I don't eat much yogurt on its own, but I often cook with it. I prefer whole milk yogurt, which isn't as easy to find as I would like. Almost all those small cartons of yogurt in the dairy case at my stores are a) flavored; b) low- or non-fat, or both. That means I end up buying a whole quart. Fortunately, I've discovered lots of ways to use it before it goes bad. Sauces and salad dressings, marinades and biscuits are all great uses for it. Check out these delicious recipes, all of which will help use the other half of that leftover yogurt.

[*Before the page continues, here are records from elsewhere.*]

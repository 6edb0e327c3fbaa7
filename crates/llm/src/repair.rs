use serde_json::Value;
use std::future::Future;

pub const MAX_REPAIR_ATTEMPTS: u32 = 3;

/// Parses a tool call's raw `arguments_json`. On parse failure, asks `repair`
/// (an LLM call in practice) for corrected JSON up to `MAX_REPAIR_ATTEMPTS`
/// times; if every attempt still fails to parse, falls back to `{}` and logs
/// a warning — arguments are never silently corrupted, only downgraded to
/// empty, and that downgrade is always observable.
pub async fn repair_tool_arguments<R, Fut>(raw: &str, tool_name: &str, repair: R) -> Value
where
    R: Fn(&str) -> Fut,
    Fut: Future<Output = Result<String, String>>,
{
    if let Ok(value) = serde_json::from_str::<Value>(raw) {
        return value;
    }

    let mut current = raw.to_string();
    for attempt in 1..=MAX_REPAIR_ATTEMPTS {
        tracing::warn!(tool = tool_name, attempt, "tool call arguments failed to parse, attempting repair");
        match repair(&current).await {
            Ok(candidate) => match serde_json::from_str::<Value>(&candidate) {
                Ok(value) => {
                    tracing::info!(tool = tool_name, attempt, "tool call arguments repaired");
                    return value;
                }
                Err(_) => current = candidate,
            },
            Err(err) => {
                tracing::warn!(tool = tool_name, attempt, error = %err, "repair call itself failed");
            }
        }
    }

    tracing::warn!(
        tool = tool_name,
        "exhausted repair attempts, dispatching with empty arguments"
    );
    Value::Object(Default::default())
}

#[cfg(test)]
mod tests {
    use super::*;

    #[tokio::test]
    async fn valid_json_passes_through_without_repair_calls() {
        let calls = std::cell::Cell::new(0);
        let value = repair_tool_arguments(r#"{"a":1}"#, "tool", |_| {
            calls.set(calls.get() + 1);
            async { Ok(String::new()) }
        })
        .await;
        assert_eq!(value, serde_json::json!({"a": 1}));
        assert_eq!(calls.get(), 0);
    }

    #[tokio::test]
    async fn repairs_after_one_attempt() {
        let value = repair_tool_arguments("{bad json", "tool", |_| async {
            Ok(r#"{"a":1}"#.to_string())
        })
        .await;
        assert_eq!(value, serde_json::json!({"a": 1}));
    }

    #[tokio::test]
    async fn falls_back_to_empty_object_after_three_failed_repairs() {
        let calls = std::cell::Cell::new(0);
        let value = repair_tool_arguments("not json", "tool", |_| {
            calls.set(calls.get() + 1);
            async { Ok("still not json".to_string()) }
        })
        .await;
        assert_eq!(value, serde_json::json!({}));
        assert_eq!(calls.get(), MAX_REPAIR_ATTEMPTS);
    }
}
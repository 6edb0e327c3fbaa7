//! acolib command-line entry point: loads configuration from the
//! environment, wires an OpenAI-compatible LLM client and the universal
//! tools into an `Orchestrator`, runs one task, and prints the result.

use clap::Parser;
use llm::providers::{OpenAiClient, OpenAiConfig};
use llm::LlmClient;
use orchestrator::Orchestrator;
use std::sync::Arc;
use std::time::Duration;
use tooling::{Config, ToolRegistry};
use tracing::info;

/// Run one autonomous Plan/Act task.
#[derive(Parser, Debug)]
#[command(name = "acolib")]
#[command(about = "Decomposes a task into a plan, executes it, and prints the final answer")]
struct Args {
    /// The natural-language task to accomplish.
    #[arg(short, long)]
    task: String,

    /// Desired shape of the final answer (e.g. "markdown table", "json").
    #[arg(short, long)]
    output_format: Option<String>,
}

#[tokio::main]
async fn main() -> anyhow::Result<()> {
    let args = Args::parse();
    let config = Config::from_env();

    let log_format = tooling::logging::LogFormat::parse(&config.log_format);
    tooling::logging::init_subscriber(log_format, &config.log_level);

    if config.llm_api_key.is_empty() {
        anyhow::bail!("LLM_API_KEY is not set");
    }

    let mut openai_config = OpenAiConfig::new(&config.llm_api_key, &config.llm_base_url, &config.llm_model);
    openai_config.timeout = Duration::from_secs(config.llm_timeout_secs);
    openai_config.connect_timeout = Duration::from_secs(config.llm_connect_timeout_secs);

    let model = OpenAiClient::new(openai_config);
    let llm = Arc::new(LlmClient::new(Box::new(model), config.llm_client_config()));

    let domain_tools = ToolRegistry::new();
    let orchestrator = Orchestrator::new(llm, domain_tools, config);

    orchestrator.subscribe(
        orchestrator::TOPIC_PLAN_PROCESS,
        Arc::new(|event| {
            info!(topic = %event.topic, payload = %event.payload, "plan progress");
        }),
    );

    info!(task = %args.task, "starting run");
    let answer = orchestrator.execute(&args.task, args.output_format.as_deref()).await;
    println!("{answer}");

    Ok(())
}
pub mod openai;

pub use openai::{OpenAiClient, OpenAiConfig};
//! Ambient scaffolding for the orchestration kernel: the tool registry
//! (C3), environment-driven configuration (A1), and logging setup (A3).

pub mod builtin;
pub mod config;
pub mod error;
pub mod logging;
pub mod registry;

pub use builtin::{mark_step_tool, terminate_tool, SharedPlan};
pub use config::Config;
pub use error::{Result, ToolingError};
pub use registry::{Tool, ToolFuture, ToolHandler, ToolRegistry};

​​If you're a fan of Greek-style yogurt, you can save money by buying regular whole milk yogurt and draining it—that's all the more expensive Greek yogurt is. Spoon your yogurt into a sieve lined with cheesecloth (or a basket-style coffee filter) and let it sit, refrigerated, for anywhere from 20 minutes to several hours, depending on how thick you want it. That's it!

  • 01 of 04

    Salad Dressings

    Yogurt in bowl with leaf, close-up

    John Foxx / Stockbyte / Getty Images

    Yogurt is a natural in salad dressings, either on its own, as in Turkish carrot salad, or in combination with mayonnaise in coleslaw or potato salad. I use it in tuna salad for tuna melts, where its acidity is a good match for the rich tuna and cheese. And it forms the base for a delicious creamy herb and garlic salad dressing for tossed greens.

  • 02 of 04

    Coating Fried Foods

    Fried chicken

    Krit of Studio OMG / Moment Open / Getty Images

    One method for coating foods to be fried, called three-stage breading​ consists of coating food first in flour, then in egg, and finally in breadcrumbs or more flour. Adding yogurt to the eggs for the second stage not only thickens the eggs slightly but also seems to make it easier to blend the yolk and white, resulting in a more homogeneous mixture for dipping. Anytime you have a recipe that calls for dipping in egg, try adding a little yogurt to the mix. we guarantee the results will improve.

  • 03 of 04

    Baked Goods

    Bacon-cheddar biscuits
    Dave Scantland

    While buttermilk is more common in baked goods, yogurt also makes a wonderful addition to biscuits, scones or cakes. Because I usually have yogurt on hand and seldom have buttermilk, we've taken to substituting it in all kinds of baking recipes.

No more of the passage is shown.